(Given data):
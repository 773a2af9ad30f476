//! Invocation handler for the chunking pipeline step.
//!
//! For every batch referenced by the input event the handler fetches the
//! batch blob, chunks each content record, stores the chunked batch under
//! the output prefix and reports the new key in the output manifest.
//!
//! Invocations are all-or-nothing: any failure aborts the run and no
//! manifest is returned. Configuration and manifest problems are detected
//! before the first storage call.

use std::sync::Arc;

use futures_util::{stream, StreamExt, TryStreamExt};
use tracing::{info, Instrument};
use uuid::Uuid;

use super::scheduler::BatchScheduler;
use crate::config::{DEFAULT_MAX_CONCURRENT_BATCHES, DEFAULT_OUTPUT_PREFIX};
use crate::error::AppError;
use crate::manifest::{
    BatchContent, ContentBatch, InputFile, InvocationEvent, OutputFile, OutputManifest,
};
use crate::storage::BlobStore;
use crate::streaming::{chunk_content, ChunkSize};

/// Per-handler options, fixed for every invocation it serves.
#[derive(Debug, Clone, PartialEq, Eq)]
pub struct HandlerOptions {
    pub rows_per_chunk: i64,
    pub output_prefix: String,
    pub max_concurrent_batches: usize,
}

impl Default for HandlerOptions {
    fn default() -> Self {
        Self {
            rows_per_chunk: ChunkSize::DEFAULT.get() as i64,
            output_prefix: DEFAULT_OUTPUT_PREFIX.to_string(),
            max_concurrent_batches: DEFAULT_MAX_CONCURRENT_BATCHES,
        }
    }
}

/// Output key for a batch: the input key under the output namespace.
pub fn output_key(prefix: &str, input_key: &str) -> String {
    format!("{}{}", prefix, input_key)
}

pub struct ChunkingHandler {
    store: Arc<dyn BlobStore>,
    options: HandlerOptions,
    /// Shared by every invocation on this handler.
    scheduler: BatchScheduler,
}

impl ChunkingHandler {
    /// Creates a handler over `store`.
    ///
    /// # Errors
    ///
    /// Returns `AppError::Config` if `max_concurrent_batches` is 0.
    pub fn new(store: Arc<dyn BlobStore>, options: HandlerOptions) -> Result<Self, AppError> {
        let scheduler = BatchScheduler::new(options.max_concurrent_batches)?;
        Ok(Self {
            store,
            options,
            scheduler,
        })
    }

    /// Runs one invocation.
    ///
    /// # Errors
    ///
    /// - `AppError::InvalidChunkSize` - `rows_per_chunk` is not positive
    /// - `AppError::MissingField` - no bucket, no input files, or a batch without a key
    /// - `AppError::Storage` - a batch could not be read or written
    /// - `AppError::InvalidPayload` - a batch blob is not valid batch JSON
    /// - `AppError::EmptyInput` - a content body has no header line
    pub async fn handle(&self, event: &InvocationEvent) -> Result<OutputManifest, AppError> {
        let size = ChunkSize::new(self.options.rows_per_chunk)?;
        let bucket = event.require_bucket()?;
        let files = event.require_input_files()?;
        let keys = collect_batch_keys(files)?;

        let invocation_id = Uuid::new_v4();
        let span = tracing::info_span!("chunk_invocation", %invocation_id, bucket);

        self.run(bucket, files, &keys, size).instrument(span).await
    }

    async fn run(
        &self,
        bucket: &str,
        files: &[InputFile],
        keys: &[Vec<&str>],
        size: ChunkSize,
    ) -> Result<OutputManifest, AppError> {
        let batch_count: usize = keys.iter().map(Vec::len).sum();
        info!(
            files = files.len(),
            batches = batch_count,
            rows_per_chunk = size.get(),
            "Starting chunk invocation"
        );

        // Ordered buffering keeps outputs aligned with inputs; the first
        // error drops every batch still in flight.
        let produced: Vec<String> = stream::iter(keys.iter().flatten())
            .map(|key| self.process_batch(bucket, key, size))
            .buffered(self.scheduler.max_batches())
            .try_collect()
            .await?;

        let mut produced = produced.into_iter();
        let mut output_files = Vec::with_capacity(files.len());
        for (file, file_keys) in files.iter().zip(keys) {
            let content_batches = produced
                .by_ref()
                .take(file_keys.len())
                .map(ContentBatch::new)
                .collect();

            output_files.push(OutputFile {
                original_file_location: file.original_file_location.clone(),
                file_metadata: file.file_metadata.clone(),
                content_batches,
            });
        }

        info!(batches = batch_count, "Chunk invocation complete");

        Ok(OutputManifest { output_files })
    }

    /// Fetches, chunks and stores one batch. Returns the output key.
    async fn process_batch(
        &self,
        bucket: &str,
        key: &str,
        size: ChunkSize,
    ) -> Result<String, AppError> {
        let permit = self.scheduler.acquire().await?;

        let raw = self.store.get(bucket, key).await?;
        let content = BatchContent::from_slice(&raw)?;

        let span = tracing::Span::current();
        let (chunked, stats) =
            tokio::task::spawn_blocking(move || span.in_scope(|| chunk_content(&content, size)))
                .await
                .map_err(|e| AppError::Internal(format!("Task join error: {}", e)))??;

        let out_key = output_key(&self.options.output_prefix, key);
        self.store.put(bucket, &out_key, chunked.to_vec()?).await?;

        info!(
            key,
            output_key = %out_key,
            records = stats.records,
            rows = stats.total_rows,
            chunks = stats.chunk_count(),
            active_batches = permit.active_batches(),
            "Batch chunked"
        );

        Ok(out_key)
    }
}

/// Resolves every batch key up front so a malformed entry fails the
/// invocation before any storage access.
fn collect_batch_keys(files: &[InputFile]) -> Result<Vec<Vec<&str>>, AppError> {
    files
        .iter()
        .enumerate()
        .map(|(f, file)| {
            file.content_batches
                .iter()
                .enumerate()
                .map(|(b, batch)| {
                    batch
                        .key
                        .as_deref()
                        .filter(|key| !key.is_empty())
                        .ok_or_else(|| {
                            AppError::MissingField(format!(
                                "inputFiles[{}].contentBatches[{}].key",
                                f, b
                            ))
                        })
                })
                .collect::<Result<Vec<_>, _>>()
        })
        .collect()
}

(Your goal):
Nothing should be left out. Reproduce all the entries precisely.

(Exercise solution):
repository 773a2af9ad30f476
//! Invocation handler for the chunking pipeline step.
//!
//! For every batch referenced by the input event the handler fetches the
//! batch blob, chunks each content record, stores the chunked batch under
//! the output prefix and reports the new key in the output manifest.
//!
//! Invocations are all-or-nothing: any failure aborts the run and no
//! manifest is returned. Configuration and manifest problems are detected
//! before the first storage call.

use std::sync::Arc;

use futures_util::{stream, StreamExt, TryStreamExt};
use tracing::{info, Instrument};
use uuid::Uuid;

use super::scheduler::BatchScheduler;
use crate::config::{DEFAULT_MAX_CONCURRENT_BATCHES, DEFAULT_OUTPUT_PREFIX};
use crate::error::AppError;
use crate::manifest::{
    BatchContent, ContentBatch, InputFile, InvocationEvent, OutputFile, OutputManifest,
};
use crate::storage::BlobStore;
use crate::streaming::{chunk_content, ChunkSize};

/// Per-handler options, fixed for every invocation it serves.
#[derive(Debug, Clone, PartialEq, Eq)]
pub struct HandlerOptions {
    pub rows_per_chunk: i64,
    pub output_prefix: String,
    pub max_concurrent_batches: usize,
}

impl Default for HandlerOptions {
    fn default() -> Self {
        Self {
            rows_per_chunk: ChunkSize::DEFAULT.get() as i64,
            output_prefix: DEFAULT_OUTPUT_PREFIX.to_string(),
            max_concurrent_batches: DEFAULT_MAX_CONCURRENT_BATCHES,
        }
    }
}

/// Output key for a batch: the input key under the output namespace.
pub fn output_key(prefix: &str, input_key: &str) -> String {
    format!("{}{}", prefix, input_key)
}

pub struct ChunkingHandler {
    store: Arc<dyn BlobStore>,
    options: HandlerOptions,
    /// Shared by every invocation on this handler.
    scheduler: BatchScheduler,
}

impl ChunkingHandler {
    /// Creates a handler over `store`.
    ///
    /// # Errors
    ///
    /// Returns `AppError::Config` if `max_concurrent_batches` is 0.
    pub fn new(store: Arc<dyn BlobStore>, options: HandlerOptions) -> Result<Self, AppError> {
        let scheduler = BatchScheduler::new(options.max_concurrent_batches)?;
        Ok(Self {
            store,
            options,
            scheduler,
        })
    }

    /// Runs one invocation.
    ///
    /// # Errors
    ///
    /// - `AppError::InvalidChunkSize` - `rows_per_chunk` is not positive
    /// - `AppError::MissingField` - no bucket, no input files, or a batch without a key
    /// - `AppError::Storage` - a batch could not be read or written
    /// - `AppError::InvalidPayload` - a batch blob is not valid batch JSON
    /// - `AppError::EmptyInput` - a content body has no header line
    pub async fn handle(&self, event: &InvocationEvent) -> Result<OutputManifest, AppError> {
        let size = ChunkSize::new(self.options.rows_per_chunk)?;
        let bucket = event.require_bucket()?;
        let files = event.require_input_files()?;
        let keys = collect_batch_keys(files)?;

        let invocation_id = Uuid::new_v4();
        let span = tracing::info_span!("chunk_invocation", %invocation_id, bucket);

        self.run(bucket, files, &keys, size).instrument(span).await
    }

    async fn run(
        &self,
        bucket: &str,
        files: &[InputFile],
        keys: &[Vec<&str>],
        size: ChunkSize,
    ) -> Result<OutputManifest, AppError> {
        let batch_count: usize = keys.iter().map(Vec::len).sum();
        info!(
            files = files.len(),
            batches = batch_count,
            rows_per_chunk = size.get(),
            "Starting chunk invocation"
        );

        // Ordered buffering keeps outputs aligned with inputs; the first
        // error drops every batch still in flight.
        let produced: Vec<String> = stream::iter(keys.iter().flatten())
            .map(|key| self.process_batch(bucket, key, size))
            .buffered(self.scheduler.max_batches())
            .try_collect()
            .await?;

        let mut produced = produced.into_iter();
        let mut output_files = Vec::with_capacity(files.len());
        for (file, file_keys) in files.iter().zip(keys) {
            let content_batches = produced
                .by_ref()
                .take(file_keys.len())
                .map(ContentBatch::new)
                .collect();

            output_files.push(OutputFile {
                original_file_location: file.original_file_location.clone(),
                file_metadata: file.file_metadata.clone(),
                content_batches,
            });
        }

        info!(batches = batch_count, "Chunk invocation complete");

        Ok(OutputManifest { output_files })
    }

    /// Fetches, chunks and stores one batch. Returns the output key.
    async fn process_batch(
        &self,
        bucket: &str,
        key: &str,
        size: ChunkSize,
    ) -> Result<String, AppError> {
        let permit = self.scheduler.acquire().await?;

        let raw = self.store.get(bucket, key).await?;
        let content = BatchContent::from_slice(&raw)?;

        let span = tracing::Span::current();
        let (chunked, stats) =
            tokio::task::spawn_blocking(move || span.in_scope(|| chunk_content(&content, size)))
                .await
                .map_err(|e| AppError::Internal(format!("Task join error: {}", e)))??;

        let out_key = output_key(&self.options.output_prefix, key);
        self.store.put(bucket, &out_key, chunked.to_vec()?).await?;

        info!(
            key,
            output_key = %out_key,
            records = stats.records,
            rows = stats.total_rows,
            chunks = stats.chunk_count(),
            active_batches = permit.active_batches(),
            "Batch chunked"
        );

        Ok(out_key)
    }
}

/// Resolves every batch key up front so a malformed entry fails the
/// invocation before any storage access.
fn collect_batch_keys(files: &[InputFile]) -> Result<Vec<Vec<&str>>, AppError> {
    files
        .iter()
        .enumerate()
        .map(|(f, file)| {
            file.content_batches
                .iter()
                .enumerate()
                .map(|(b, batch)| {
                    batch
                        .key
                        .as_deref()
                        .filter(|key| !key.is_empty())
                        .ok_or_else(|| {
                            AppError::MissingField(format!(
                                "inputFiles[{}].contentBatches[{}].key",
                                f, b
                            ))
                        })
                })
                .collect::<Result<Vec<_>, _>>()
        })
        .collect()
}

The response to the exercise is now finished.